Look through the entries below and return all lines including the word "ProblemType".

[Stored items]
········

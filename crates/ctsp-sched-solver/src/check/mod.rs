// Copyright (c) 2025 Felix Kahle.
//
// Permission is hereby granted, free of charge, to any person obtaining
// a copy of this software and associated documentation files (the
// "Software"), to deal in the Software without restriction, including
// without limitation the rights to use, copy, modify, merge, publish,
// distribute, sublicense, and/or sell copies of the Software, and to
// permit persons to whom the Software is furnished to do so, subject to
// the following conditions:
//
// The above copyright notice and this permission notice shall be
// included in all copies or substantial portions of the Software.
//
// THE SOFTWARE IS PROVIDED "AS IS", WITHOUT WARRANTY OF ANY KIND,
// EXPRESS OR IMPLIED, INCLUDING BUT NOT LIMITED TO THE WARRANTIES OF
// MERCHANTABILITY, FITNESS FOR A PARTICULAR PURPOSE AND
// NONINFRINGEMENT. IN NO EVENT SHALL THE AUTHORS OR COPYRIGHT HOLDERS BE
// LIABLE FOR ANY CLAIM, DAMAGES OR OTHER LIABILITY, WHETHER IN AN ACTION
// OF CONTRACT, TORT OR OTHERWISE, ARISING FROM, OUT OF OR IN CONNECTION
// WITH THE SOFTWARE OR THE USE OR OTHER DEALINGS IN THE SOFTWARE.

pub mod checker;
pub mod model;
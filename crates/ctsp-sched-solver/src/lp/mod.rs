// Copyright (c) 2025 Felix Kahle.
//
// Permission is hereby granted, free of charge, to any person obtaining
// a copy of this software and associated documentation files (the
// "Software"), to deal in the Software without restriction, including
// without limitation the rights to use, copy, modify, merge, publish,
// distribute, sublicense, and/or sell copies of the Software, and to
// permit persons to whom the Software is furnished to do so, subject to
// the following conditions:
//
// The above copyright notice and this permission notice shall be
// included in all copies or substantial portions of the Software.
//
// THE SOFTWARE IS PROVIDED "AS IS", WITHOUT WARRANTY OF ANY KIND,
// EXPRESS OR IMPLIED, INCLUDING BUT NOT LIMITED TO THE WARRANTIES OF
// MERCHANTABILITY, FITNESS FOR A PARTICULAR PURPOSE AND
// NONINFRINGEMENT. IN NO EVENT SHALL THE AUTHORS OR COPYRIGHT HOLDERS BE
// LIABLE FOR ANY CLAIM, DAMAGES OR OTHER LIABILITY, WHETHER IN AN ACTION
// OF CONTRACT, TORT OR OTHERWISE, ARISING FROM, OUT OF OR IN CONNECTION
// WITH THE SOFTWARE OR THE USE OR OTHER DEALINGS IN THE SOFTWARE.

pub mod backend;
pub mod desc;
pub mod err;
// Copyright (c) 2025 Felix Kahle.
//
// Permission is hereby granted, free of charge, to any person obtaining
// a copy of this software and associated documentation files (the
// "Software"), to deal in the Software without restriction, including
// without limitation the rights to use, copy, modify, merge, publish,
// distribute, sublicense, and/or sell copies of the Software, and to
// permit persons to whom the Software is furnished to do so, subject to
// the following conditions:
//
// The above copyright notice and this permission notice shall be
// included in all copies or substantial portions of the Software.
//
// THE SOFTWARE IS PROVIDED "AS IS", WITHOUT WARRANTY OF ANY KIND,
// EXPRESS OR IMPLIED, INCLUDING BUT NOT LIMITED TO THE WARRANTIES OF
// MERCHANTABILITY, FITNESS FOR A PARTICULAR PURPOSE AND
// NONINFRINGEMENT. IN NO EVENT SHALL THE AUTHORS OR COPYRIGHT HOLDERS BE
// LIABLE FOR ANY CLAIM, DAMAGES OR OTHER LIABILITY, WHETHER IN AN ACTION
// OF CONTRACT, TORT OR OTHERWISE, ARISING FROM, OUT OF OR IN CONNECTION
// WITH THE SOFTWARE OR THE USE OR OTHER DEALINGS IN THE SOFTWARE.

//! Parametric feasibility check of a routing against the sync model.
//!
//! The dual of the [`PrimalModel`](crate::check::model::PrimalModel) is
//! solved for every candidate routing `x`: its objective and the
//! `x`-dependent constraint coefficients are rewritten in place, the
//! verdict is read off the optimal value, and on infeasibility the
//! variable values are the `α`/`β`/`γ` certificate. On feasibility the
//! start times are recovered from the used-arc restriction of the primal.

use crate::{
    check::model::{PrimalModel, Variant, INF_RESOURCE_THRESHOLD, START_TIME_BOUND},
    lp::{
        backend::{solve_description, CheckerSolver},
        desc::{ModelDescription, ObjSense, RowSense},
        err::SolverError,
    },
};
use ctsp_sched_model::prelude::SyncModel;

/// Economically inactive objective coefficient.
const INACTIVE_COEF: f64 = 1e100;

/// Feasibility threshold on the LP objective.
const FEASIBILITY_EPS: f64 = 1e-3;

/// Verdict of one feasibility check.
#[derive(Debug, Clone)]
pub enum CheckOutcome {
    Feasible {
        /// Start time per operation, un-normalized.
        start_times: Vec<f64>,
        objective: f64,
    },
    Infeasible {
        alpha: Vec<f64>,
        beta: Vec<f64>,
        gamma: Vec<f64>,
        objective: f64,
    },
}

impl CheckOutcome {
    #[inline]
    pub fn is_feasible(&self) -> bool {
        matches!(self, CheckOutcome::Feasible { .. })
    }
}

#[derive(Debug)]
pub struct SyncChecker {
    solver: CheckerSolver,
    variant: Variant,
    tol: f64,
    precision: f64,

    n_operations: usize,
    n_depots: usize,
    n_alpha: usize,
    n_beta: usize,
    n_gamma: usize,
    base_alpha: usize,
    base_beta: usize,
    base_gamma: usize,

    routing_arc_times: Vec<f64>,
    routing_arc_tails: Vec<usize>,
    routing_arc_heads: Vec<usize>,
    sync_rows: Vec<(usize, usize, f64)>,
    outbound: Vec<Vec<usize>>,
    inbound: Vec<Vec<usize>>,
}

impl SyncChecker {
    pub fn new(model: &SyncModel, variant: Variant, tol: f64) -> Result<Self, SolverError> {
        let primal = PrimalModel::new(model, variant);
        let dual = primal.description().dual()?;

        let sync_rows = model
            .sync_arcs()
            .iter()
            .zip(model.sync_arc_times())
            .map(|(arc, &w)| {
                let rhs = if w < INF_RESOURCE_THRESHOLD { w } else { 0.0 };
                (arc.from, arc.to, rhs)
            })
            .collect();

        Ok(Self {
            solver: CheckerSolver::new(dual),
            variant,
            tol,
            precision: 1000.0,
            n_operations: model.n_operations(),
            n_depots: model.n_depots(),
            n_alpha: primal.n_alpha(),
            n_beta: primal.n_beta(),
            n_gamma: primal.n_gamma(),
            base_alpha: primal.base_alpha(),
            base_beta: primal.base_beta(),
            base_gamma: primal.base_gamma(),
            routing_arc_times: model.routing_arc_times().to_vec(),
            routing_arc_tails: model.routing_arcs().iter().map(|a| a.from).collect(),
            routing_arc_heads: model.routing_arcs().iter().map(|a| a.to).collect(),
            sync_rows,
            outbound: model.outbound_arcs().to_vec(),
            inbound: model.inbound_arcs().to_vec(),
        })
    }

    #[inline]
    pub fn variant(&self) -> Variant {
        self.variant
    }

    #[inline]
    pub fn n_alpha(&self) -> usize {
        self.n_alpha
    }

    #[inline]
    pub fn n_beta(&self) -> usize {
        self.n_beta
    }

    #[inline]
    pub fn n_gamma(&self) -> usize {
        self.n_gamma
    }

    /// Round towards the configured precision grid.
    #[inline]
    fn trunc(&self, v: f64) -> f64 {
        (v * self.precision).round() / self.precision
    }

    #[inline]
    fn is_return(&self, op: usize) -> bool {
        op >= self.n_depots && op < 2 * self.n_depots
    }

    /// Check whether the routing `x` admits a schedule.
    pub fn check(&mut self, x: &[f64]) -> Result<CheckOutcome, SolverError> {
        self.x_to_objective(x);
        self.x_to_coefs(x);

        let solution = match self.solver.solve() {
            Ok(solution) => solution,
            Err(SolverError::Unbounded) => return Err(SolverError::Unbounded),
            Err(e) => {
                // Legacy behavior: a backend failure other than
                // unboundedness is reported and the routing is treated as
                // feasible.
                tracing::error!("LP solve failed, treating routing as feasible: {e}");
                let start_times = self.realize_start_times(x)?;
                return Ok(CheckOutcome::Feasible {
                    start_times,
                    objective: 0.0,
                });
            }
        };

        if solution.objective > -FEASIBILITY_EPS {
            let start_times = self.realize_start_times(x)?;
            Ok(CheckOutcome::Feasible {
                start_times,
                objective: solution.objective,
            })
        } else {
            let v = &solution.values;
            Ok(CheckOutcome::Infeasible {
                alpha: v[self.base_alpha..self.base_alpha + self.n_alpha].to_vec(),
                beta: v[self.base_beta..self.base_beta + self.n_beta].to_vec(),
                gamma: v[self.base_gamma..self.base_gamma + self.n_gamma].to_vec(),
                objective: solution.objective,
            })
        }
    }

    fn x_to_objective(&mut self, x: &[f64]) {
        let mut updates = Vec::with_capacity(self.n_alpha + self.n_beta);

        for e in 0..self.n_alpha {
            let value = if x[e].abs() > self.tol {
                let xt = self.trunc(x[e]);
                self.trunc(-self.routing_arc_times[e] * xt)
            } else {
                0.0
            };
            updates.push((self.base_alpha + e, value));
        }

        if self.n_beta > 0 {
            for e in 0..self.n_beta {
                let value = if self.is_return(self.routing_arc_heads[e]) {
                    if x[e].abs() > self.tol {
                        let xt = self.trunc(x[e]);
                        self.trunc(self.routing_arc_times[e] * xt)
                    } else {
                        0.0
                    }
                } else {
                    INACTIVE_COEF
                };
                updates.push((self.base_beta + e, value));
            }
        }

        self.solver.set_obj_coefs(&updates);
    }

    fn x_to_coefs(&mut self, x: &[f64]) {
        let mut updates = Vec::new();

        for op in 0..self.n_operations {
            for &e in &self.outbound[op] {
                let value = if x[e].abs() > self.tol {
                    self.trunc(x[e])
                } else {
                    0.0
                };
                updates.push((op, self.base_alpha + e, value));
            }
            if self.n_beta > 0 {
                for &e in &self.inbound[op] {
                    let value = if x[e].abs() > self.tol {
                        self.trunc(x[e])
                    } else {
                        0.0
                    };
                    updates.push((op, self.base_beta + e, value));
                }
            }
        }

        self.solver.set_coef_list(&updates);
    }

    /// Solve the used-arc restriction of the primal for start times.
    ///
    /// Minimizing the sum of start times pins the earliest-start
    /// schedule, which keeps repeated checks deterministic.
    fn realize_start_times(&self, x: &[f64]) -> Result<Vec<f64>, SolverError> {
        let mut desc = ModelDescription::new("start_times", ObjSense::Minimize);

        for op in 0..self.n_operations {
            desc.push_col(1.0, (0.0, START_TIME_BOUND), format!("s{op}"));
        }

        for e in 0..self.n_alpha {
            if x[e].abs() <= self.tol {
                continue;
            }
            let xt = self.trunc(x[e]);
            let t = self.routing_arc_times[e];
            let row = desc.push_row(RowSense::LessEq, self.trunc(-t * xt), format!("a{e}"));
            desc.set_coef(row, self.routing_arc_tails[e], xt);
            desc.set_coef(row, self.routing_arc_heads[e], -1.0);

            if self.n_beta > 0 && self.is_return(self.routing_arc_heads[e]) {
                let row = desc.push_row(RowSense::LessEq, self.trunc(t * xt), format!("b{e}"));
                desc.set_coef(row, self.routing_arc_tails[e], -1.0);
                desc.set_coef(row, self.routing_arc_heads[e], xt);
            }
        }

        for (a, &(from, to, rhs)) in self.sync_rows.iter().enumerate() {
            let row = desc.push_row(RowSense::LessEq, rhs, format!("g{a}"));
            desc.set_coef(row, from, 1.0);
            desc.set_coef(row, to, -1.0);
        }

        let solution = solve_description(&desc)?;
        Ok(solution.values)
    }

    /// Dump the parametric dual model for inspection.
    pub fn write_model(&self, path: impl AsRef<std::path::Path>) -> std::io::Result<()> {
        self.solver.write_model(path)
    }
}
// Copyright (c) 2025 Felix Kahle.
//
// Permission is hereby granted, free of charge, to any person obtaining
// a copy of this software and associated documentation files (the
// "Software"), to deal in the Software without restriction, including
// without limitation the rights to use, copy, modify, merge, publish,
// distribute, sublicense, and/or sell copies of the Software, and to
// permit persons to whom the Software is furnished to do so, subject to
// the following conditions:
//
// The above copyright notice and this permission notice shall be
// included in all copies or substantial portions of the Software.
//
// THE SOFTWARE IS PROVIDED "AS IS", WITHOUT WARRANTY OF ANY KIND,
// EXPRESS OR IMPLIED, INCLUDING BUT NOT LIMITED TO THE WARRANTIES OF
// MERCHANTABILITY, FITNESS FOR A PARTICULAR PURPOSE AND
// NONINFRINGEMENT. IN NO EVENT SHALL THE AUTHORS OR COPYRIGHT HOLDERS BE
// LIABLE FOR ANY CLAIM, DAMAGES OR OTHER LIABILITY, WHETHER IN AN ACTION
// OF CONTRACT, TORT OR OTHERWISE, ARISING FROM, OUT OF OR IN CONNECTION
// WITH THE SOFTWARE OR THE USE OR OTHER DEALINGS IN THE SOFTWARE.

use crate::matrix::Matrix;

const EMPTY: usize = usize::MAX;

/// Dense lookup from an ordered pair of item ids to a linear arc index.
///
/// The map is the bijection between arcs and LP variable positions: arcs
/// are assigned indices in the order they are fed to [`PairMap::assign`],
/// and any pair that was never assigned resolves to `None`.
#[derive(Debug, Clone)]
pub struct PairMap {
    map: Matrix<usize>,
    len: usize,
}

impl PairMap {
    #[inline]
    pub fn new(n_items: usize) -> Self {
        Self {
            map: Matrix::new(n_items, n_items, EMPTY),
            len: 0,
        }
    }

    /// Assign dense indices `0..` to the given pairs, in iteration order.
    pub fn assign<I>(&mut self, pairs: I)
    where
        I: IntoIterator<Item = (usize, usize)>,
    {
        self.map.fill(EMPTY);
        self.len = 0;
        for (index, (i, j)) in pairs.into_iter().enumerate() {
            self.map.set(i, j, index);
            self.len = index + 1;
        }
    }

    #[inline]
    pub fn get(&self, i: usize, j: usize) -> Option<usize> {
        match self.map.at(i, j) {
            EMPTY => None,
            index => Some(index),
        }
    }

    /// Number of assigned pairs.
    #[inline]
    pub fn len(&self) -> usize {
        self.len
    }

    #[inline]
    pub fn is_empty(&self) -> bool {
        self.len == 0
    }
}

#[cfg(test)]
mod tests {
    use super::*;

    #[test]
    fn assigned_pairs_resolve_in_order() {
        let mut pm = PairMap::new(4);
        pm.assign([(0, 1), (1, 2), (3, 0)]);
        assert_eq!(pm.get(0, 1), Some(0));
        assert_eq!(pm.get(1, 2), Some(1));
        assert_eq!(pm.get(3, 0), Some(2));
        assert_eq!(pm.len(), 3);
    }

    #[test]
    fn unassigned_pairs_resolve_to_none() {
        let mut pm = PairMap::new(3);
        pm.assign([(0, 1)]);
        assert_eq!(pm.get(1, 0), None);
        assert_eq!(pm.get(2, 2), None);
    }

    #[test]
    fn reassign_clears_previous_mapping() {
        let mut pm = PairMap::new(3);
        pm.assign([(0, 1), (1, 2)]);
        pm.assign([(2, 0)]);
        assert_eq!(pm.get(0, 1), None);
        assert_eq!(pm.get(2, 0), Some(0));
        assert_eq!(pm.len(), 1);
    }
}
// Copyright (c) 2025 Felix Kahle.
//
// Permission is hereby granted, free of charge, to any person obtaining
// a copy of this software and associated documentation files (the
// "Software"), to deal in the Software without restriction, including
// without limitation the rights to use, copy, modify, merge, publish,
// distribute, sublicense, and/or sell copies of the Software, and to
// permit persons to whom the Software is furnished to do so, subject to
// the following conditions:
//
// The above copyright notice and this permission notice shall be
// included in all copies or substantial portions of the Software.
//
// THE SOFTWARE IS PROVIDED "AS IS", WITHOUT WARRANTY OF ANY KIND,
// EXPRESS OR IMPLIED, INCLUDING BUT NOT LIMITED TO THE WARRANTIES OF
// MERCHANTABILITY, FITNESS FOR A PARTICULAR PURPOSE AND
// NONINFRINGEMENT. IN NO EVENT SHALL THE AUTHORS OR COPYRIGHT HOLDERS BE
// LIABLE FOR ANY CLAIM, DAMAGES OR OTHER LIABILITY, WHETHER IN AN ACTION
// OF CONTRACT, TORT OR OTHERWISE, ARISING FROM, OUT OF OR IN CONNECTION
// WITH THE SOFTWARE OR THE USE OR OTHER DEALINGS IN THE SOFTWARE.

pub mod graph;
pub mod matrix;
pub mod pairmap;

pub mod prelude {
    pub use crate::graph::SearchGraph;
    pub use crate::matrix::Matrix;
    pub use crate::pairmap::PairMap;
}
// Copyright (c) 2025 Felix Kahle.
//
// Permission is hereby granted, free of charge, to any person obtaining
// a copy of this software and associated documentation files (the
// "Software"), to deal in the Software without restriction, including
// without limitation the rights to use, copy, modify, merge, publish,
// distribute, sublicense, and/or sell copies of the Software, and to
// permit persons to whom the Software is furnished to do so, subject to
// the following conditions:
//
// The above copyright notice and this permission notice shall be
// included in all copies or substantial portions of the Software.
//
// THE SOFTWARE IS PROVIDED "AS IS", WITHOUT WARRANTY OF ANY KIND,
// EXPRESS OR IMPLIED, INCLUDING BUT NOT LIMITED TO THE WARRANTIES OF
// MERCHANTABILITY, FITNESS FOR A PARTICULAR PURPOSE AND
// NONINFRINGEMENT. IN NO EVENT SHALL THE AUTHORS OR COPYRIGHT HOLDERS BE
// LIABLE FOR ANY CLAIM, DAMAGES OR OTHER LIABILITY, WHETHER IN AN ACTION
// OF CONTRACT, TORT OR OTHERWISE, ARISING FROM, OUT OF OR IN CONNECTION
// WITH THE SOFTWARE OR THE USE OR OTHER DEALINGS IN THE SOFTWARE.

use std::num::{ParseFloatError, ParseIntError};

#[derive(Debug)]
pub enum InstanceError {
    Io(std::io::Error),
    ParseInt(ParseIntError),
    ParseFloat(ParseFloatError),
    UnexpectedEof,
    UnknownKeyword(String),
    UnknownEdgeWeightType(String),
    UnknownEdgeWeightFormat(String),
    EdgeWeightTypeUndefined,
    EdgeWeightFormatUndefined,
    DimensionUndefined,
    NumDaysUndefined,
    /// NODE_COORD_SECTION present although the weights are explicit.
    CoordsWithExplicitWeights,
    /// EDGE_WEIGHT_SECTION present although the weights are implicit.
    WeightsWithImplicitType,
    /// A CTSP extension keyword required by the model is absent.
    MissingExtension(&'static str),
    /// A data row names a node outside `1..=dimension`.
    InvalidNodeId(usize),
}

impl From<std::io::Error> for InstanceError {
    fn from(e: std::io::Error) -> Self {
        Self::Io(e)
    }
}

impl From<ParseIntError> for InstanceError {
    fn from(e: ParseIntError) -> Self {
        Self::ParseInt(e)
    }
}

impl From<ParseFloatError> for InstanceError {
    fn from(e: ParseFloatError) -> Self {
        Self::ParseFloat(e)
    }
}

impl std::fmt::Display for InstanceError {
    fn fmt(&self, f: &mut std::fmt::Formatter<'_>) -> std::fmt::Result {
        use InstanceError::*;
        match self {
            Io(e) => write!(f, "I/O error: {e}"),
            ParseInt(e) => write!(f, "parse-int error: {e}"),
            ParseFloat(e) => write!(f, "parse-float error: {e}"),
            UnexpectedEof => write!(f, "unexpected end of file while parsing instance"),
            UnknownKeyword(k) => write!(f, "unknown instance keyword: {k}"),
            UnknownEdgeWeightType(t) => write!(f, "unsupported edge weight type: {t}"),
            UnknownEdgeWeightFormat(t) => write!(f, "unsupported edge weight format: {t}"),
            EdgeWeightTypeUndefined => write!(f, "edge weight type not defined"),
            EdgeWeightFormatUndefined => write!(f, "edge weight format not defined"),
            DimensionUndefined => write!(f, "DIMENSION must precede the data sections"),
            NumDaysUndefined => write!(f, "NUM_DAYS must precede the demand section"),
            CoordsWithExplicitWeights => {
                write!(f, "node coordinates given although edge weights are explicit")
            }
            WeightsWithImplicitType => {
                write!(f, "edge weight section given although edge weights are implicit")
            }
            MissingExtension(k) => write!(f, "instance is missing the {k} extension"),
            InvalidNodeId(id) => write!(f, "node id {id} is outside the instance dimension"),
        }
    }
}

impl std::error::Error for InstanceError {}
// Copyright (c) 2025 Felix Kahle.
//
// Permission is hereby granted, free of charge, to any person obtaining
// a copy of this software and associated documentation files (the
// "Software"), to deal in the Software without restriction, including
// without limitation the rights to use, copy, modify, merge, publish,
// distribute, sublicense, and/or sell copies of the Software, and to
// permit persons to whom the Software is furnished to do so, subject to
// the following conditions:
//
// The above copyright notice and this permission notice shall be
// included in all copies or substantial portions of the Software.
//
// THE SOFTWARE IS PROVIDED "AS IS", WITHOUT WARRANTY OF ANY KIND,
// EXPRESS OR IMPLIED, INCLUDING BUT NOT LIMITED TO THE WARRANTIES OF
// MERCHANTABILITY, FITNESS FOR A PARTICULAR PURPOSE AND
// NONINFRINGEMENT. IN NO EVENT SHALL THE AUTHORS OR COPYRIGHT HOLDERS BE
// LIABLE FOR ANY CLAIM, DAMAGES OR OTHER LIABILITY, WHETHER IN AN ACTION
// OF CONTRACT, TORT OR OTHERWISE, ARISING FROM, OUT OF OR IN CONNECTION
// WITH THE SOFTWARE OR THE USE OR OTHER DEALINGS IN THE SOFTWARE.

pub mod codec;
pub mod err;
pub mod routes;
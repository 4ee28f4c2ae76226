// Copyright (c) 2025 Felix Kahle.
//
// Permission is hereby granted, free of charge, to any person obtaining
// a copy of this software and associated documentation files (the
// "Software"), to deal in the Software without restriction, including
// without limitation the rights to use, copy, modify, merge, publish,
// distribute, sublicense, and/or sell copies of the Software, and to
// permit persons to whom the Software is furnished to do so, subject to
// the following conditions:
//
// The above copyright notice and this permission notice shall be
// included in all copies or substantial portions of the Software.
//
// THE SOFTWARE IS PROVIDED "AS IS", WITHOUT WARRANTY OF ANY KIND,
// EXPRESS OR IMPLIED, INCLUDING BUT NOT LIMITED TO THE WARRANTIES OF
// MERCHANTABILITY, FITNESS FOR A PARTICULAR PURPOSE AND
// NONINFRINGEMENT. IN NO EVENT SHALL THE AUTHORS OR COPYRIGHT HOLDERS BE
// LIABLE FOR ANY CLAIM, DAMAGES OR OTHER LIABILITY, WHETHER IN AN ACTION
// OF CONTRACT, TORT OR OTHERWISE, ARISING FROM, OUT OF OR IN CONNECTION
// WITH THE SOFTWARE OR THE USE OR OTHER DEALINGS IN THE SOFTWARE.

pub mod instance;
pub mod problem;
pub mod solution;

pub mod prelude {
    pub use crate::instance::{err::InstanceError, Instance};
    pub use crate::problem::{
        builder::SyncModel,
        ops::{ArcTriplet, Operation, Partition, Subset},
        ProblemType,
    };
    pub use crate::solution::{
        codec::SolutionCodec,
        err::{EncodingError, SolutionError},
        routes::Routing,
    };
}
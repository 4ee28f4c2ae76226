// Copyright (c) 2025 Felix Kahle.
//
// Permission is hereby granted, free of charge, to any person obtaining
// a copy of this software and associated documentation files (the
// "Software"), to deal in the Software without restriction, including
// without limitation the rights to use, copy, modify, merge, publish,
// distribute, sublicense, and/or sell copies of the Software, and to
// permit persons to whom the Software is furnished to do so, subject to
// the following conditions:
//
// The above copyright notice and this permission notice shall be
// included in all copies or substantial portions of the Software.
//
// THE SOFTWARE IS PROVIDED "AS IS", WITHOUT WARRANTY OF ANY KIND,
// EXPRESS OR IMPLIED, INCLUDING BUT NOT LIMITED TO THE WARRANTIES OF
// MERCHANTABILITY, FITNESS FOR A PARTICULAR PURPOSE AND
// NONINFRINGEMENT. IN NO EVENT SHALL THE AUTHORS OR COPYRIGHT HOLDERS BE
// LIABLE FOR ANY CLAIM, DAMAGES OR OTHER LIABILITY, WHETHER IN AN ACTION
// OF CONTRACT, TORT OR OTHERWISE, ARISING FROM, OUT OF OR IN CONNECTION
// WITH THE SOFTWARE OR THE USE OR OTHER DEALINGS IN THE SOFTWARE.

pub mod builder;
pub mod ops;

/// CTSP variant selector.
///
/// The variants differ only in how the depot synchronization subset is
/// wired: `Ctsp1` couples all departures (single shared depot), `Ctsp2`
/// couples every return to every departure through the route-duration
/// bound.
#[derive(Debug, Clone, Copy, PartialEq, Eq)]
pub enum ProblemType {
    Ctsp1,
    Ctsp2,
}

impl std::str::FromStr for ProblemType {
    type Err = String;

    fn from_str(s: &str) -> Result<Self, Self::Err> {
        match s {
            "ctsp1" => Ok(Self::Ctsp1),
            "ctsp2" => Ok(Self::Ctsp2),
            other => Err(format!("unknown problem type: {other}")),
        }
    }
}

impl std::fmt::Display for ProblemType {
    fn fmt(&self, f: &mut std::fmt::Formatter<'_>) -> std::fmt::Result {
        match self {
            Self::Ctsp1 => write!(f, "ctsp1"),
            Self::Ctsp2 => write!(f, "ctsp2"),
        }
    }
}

········

■ Answer box ■
        ProblemType,
pub enum ProblemType {
impl std::str::FromStr for ProblemType {
impl std::fmt::Display for ProblemType {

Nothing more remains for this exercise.